==== MATERIALS PROVIDED ====
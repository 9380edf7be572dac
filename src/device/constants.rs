use uuid::Uuid;

/**
 * The advertised local name of the peripheral to control.
 */
pub const TARGET_NAME: &str = "SYNC";

/**
 * How long (milliseconds) a scan runs before it is stopped automatically.
 */
pub const SCAN_TIMEOUT: u64 = 5000;

/**
 * How long (milliseconds) a write to a characteristic may take before the peripheral acknowledges it.
 */
pub const WRITE_DEADLINE: u64 = 2000;

/**
 * How long (milliseconds) a disconnect request may take. Disconnecting succeeds regardless.
 */
pub const DISCONNECT_DEADLINE: u64 = 2000;

/**
 * The UUID of the Bluetooth BLE service exposing the motor controls.
 */
pub const MOTOR_SERVICE: &str = "000000ff-0000-1000-8000-00805f9b34fb";

/**
 * The UUID of the Bluetooth BLE remote GATT characteristic to send motor commands to.
 */
pub const MOTOR_WRITE_CHARACTERISTIC: &str = "0000ff03-0000-1000-8000-00805f9b34fb";

/**
 * The UUID of the characteristic reporting the motor angle. Never read.
 */
pub const MOTOR_ANGLE_CHARACTERISTIC: &str = "0000ff04-0000-1000-8000-00805f9b34fb";

pub const COMMAND_FORWARD: [u8; 2] = [0x01, 0x03];
pub const COMMAND_REVERSE: [u8; 2] = [0x01, 0x01];
pub const COMMAND_STOP: [u8; 2] = [0x01, 0x00];
pub const COMMAND_START_BREATHING: [u8; 3] = [0x01, 0x01, 0x01];
pub const COMMAND_STOP_BREATHING: [u8; 3] = [0x01, 0x00, 0x01];

pub const MOTOR_SERVICE_UUID: Uuid = Uuid::from_u128(0x000000ff_0000_1000_8000_00805f9b34fb);
pub const MOTOR_WRITE_UUID: Uuid = Uuid::from_u128(0x0000ff03_0000_1000_8000_00805f9b34fb);
pub const MOTOR_ANGLE_UUID: Uuid = Uuid::from_u128(0x0000ff04_0000_1000_8000_00805f9b34fb);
====
> [DIRECTIONS FOR THIS TASK]:
Nothing but a number is asked for: how many lines of the records contain the word "long"?

> [RESPONSE]:
3